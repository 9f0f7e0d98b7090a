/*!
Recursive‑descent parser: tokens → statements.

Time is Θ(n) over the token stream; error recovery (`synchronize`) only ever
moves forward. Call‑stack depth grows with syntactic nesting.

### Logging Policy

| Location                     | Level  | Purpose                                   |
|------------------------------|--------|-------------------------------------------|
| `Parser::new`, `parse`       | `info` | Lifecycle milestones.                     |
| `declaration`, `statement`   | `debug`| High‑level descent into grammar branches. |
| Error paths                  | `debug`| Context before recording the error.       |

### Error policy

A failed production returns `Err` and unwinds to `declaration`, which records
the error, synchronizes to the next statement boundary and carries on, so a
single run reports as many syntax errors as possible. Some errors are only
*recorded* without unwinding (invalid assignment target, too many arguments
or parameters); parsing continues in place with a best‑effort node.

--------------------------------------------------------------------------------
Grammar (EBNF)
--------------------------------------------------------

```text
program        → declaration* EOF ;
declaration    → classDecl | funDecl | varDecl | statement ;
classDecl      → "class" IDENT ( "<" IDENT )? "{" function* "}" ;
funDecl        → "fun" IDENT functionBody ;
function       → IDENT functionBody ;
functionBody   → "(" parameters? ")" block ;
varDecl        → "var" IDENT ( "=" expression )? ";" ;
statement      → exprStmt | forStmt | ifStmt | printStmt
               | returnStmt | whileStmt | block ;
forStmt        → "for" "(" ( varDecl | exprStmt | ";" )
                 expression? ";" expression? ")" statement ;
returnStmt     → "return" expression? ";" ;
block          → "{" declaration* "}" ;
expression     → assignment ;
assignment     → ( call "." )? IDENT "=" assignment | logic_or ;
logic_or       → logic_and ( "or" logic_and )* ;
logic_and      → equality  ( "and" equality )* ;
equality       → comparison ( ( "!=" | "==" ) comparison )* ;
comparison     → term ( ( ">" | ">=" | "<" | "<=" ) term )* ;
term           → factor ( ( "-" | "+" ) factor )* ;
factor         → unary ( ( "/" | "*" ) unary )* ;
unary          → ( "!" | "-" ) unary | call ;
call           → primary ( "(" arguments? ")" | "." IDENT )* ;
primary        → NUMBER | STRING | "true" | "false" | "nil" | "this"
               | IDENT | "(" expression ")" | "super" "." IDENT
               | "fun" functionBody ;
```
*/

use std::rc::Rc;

...

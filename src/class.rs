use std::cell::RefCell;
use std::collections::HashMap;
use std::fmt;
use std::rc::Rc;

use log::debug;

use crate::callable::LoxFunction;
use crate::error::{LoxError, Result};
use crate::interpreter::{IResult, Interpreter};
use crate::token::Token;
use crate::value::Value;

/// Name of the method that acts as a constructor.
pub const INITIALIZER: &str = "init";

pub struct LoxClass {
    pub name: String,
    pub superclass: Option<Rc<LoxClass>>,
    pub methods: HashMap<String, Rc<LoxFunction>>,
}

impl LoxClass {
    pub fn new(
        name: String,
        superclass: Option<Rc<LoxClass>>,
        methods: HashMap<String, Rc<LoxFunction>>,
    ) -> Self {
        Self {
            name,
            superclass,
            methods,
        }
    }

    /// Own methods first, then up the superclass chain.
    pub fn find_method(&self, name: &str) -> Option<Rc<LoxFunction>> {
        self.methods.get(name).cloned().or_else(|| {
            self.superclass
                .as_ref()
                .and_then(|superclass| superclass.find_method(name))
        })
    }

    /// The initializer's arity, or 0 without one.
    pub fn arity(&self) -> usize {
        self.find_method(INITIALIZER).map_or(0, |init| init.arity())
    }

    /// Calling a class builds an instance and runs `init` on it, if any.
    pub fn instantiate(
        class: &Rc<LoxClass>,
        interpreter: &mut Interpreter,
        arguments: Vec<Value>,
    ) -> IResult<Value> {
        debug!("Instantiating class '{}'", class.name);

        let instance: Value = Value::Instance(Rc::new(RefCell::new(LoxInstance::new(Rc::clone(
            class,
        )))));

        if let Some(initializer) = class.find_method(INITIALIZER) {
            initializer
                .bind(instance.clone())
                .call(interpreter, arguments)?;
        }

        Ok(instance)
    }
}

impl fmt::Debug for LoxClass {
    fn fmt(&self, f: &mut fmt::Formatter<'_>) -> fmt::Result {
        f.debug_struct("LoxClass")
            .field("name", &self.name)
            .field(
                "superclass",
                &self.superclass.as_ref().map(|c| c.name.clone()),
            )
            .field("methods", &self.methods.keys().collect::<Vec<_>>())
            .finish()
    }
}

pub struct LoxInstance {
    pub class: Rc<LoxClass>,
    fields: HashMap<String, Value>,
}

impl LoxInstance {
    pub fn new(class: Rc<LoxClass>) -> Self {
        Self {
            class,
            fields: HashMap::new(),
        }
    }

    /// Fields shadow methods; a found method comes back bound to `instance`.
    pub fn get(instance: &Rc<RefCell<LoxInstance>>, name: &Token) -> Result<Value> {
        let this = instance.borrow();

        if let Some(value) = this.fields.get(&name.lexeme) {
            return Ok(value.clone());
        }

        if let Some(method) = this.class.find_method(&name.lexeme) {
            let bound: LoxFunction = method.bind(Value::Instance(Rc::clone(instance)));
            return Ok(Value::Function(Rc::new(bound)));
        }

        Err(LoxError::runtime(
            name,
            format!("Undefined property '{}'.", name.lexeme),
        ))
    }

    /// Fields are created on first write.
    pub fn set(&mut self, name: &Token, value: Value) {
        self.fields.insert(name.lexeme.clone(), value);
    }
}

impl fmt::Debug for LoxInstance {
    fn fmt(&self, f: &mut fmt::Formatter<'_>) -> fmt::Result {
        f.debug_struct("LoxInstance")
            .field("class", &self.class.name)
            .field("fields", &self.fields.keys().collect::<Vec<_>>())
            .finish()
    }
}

...

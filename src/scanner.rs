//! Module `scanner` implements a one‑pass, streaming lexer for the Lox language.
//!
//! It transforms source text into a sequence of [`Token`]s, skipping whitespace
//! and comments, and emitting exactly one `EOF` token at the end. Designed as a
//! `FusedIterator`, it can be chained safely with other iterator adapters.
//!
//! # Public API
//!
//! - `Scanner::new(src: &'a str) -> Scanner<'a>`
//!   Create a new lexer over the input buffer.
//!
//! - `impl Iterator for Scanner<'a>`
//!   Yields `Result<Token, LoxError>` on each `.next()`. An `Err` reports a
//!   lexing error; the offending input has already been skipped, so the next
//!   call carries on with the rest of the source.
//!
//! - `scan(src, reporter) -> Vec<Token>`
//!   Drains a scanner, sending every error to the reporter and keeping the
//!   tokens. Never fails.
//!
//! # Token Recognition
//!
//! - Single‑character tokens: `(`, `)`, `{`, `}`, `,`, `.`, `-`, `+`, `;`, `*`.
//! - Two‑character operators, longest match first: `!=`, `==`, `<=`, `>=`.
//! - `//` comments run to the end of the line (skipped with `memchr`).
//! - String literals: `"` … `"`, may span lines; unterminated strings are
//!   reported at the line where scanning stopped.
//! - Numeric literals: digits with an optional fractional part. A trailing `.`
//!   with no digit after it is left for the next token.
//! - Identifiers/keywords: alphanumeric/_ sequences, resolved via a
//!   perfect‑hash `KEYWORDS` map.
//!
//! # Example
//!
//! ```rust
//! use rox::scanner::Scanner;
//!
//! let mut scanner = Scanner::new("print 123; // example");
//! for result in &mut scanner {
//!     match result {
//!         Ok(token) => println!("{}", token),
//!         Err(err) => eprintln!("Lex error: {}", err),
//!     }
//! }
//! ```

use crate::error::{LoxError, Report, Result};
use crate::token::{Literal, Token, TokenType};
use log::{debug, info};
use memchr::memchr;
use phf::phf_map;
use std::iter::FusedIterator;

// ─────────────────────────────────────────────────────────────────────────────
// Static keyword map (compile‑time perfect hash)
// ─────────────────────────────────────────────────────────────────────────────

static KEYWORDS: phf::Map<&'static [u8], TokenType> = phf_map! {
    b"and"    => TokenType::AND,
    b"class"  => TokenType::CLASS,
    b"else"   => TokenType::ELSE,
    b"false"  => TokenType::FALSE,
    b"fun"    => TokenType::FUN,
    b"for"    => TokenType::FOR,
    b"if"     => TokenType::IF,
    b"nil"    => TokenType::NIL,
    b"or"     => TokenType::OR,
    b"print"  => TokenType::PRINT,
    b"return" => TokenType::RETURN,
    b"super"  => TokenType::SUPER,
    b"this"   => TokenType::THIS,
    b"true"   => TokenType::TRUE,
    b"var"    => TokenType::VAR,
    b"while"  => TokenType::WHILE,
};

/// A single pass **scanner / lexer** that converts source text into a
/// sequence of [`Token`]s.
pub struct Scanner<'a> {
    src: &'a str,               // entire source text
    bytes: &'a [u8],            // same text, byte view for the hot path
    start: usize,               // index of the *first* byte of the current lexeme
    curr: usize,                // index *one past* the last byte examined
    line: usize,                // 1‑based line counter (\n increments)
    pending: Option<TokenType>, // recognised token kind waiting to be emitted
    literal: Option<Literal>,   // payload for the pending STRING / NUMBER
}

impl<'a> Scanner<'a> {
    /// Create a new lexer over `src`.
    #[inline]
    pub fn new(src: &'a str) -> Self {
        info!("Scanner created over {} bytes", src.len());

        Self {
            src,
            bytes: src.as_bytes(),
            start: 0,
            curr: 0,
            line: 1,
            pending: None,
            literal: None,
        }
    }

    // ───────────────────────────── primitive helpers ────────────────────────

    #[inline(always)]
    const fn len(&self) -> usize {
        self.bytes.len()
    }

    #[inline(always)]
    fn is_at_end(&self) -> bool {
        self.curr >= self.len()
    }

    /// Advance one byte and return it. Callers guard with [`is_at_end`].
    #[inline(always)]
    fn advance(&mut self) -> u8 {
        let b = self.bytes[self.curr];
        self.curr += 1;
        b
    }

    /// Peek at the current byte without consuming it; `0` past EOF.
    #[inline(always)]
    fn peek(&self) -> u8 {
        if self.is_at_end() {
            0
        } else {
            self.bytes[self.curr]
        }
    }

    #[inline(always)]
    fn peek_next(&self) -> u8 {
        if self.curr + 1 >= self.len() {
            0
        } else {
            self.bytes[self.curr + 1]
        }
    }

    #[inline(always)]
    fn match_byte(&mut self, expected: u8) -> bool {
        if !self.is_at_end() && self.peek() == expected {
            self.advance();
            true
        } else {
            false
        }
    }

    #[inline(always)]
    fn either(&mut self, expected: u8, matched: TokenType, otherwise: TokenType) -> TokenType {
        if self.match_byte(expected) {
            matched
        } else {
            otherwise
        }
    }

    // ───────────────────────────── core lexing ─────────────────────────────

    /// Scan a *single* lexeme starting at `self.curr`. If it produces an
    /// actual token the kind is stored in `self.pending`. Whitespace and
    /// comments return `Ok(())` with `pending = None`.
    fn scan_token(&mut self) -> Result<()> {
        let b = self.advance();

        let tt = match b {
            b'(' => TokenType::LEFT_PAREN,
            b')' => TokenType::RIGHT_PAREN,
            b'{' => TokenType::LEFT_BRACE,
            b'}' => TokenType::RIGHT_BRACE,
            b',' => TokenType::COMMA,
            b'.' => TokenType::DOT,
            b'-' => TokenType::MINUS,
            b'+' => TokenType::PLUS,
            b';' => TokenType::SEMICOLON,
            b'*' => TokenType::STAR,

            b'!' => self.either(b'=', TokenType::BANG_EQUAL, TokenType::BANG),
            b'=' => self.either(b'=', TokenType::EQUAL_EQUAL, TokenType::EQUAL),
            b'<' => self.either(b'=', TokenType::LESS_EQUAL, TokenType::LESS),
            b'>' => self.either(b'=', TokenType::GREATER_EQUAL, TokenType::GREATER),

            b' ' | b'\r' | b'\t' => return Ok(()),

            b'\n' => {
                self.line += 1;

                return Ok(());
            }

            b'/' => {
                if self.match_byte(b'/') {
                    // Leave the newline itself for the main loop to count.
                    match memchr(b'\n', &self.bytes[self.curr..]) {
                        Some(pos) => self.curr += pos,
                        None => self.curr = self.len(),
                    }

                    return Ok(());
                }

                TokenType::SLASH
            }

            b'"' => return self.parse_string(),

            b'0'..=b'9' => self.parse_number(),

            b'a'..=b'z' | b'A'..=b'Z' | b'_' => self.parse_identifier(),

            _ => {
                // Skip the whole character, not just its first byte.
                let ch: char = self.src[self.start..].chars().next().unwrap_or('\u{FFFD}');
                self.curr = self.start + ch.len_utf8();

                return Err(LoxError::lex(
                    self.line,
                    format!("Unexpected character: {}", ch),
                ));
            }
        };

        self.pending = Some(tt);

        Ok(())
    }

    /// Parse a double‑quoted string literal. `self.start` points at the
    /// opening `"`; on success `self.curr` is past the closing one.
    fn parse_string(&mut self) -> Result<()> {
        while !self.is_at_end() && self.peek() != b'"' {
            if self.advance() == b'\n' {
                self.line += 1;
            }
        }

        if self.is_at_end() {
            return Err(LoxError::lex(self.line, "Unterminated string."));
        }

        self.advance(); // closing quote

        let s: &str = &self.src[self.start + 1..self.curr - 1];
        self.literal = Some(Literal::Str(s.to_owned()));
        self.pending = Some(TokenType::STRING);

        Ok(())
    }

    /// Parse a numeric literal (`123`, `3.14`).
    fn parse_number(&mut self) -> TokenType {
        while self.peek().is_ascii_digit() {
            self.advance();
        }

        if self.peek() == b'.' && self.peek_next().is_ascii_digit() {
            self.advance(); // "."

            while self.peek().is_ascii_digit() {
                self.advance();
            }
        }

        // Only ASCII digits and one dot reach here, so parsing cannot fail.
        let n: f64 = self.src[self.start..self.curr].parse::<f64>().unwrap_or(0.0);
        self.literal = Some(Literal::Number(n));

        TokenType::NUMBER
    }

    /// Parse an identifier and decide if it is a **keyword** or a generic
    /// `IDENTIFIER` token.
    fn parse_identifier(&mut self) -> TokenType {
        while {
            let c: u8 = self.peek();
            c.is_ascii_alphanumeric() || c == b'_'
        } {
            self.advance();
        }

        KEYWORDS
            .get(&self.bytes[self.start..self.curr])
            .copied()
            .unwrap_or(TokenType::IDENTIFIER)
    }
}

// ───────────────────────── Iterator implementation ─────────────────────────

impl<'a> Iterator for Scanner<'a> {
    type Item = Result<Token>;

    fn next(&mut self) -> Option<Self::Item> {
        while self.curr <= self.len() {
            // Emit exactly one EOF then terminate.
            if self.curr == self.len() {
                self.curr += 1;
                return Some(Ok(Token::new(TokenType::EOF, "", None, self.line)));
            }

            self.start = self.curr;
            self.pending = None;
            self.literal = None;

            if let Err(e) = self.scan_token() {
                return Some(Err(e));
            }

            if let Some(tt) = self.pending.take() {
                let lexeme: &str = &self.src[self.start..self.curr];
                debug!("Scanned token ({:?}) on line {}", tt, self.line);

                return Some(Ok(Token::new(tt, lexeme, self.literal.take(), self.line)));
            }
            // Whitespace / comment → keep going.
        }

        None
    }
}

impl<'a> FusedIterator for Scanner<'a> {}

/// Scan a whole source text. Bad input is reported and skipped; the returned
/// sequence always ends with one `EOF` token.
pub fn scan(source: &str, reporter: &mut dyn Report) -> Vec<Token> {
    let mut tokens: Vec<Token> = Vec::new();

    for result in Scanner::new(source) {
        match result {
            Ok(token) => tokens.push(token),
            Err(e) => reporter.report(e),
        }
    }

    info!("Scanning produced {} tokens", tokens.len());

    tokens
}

• EXERCISE: Your task is to find each line in the entries that contains the string "primary" and copy it.

• RESULT:
call           → primary ( "(" arguments? ")" | "." IDENT )* ;
primary        → NUMBER | STRING | "true" | "false" | "nil" | "this"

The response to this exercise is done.